I've only really skimmed the ActivityPub protocol, but from what I understand the work done by the whole system scales with:

O(toots * mean followers / mean followers per server)

and the core scaling assumption is that 'mean followers / mean followers per server' scales sub-linearly with 'toots' to stop the end-to-end work being N^2.

Folks who've looked into it, does that sound right?

I could definitely believe that property for networks that naturally have a high clustering coefficient (following the terminology from Watts and @stevenstrogatz). In common-sense terms that means small highly-connected communities.

Will Mastodon's communities look like that at scale? Do Twitter's? Or is there something I'm missing in how this protocol scales?

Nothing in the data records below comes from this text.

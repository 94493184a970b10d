// ABOUTME: Kitchen project routes with status filtering
// ABOUTME: Deleting a project detaches its prep tasks
//
// SPDX-License-Identifier: MIT OR Apache-2.0
// Copyright (c) 2025 Pierre Fitness Intelligence

use std::sync::Arc;

use axum::{
    extract::{Path, Query, State},
    http::StatusCode,
    response::{IntoResponse, Response},
    routing::get,
    Json, Router,
};
use serde::Deserialize;

use crate::database::{CreateProjectRequest, UpdateProjectRequest};
use crate::errors::{AppError, AppJson};
use crate::mcp::resources::ServerResources;
use crate::models::ProjectStatus;

/// Query parameters for listing projects
#[derive(Debug, Default, Deserialize)]
struct ListProjectsQuery {
    #[serde(default)]
    status: Option<ProjectStatus>,
    #[serde(default)]
    limit: Option<u32>,
}

/// Project routes handler
pub struct ProjectRoutes;

impl ProjectRoutes {
    /// Create all project routes
    pub fn routes(resources: Arc<ServerResources>) -> Router {
        Router::new()
            .route(
                "/api/projects",
                get(Self::list_projects).post(Self::create_project),
            )
            .route(
                "/api/projects/:project_id",
                get(Self::get_project)
                    .put(Self::update_project)
                    .delete(Self::delete_project),
            )
            .with_state(resources)
    }

    async fn list_projects(
        State(resources): State<Arc<ServerResources>>,
        Query(query): Query<ListProjectsQuery>,
    ) -> Result<Response, AppError> {
        let projects = resources
            .database
            .projects()
            .list(query.status, query.limit)
            .await?;
        Ok((StatusCode::OK, Json(projects)).into_response())
    }

    async fn create_project(
        State(resources): State<Arc<ServerResources>>,
        AppJson(request): AppJson<CreateProjectRequest>,
    ) -> Result<Response, AppError> {
        let project = resources.database.projects().create(&request).await?;
        Ok((StatusCode::CREATED, Json(project)).into_response())
    }

    async fn get_project(
        State(resources): State<Arc<ServerResources>>,
        Path(project_id): Path<String>,
    ) -> Result<Response, AppError> {
        let project = resources
            .database
            .projects()
            .get(&project_id)
            .await?
            .ok_or_else(|| AppError::not_found(format!("Project {project_id}")))?;
        Ok((StatusCode::OK, Json(project)).into_response())
    }

    async fn update_project(
        State(resources): State<Arc<ServerResources>>,
        Path(project_id): Path<String>,
        AppJson(request): AppJson<UpdateProjectRequest>,
    ) -> Result<Response, AppError> {
        let project = resources
            .database
            .projects()
            .update(&project_id, &request)
            .await?
            .ok_or_else(|| AppError::not_found(format!("Project {project_id}")))?;
        Ok((StatusCode::OK, Json(project)).into_response())
    }

    async fn delete_project(
        State(resources): State<Arc<ServerResources>>,
        Path(project_id): Path<String>,
    ) -> Result<Response, AppError> {
        if resources.database.projects().delete(&project_id).await? {
            Ok(StatusCode::NO_CONTENT.into_response())
        } else {
            Err(AppError::not_found(format!("Project {project_id}")))
        }
    }
}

@marcbrooker As you seem uniquely well-read among engineers, would you mind sharing how much time you typically spend reading papers weekly and also how you identify/decide which papers to read?
@Jaredstewart
I wrote a blog post about this a couple years ago: https://brooker.co.za/blog/2020/05/25/reading.html Lately, as I've been deep on some new problems, I've been reading one or two hours a day. Been super valuable to understand our work in context, and find ways to improve it.
Reading Research: A Guide for Software Engineers - Marc's Blog

@marcbrooker @Jaredstewart thanks Marc, I appreciate your take
@marcbrooker @Jaredstewart Thanks for sharing Marc, I enjoyed reading this blogpost. One of the things I would really like to learn about is - how do you actually organise and write your notes while reading those papers? For example personally I would commonly struggle to recall how certain algorithm work or memorise important aspects of the complicated system described in the paper just a few weeks/months after reading it. And while writing a summary help to some extent often its also becomes a challenge to balance right level of detail, which still does not guaranty memorising. Trying to apply Zettlekasten/Org-roam approach at the moment but I wonder if you have any hints on that matter.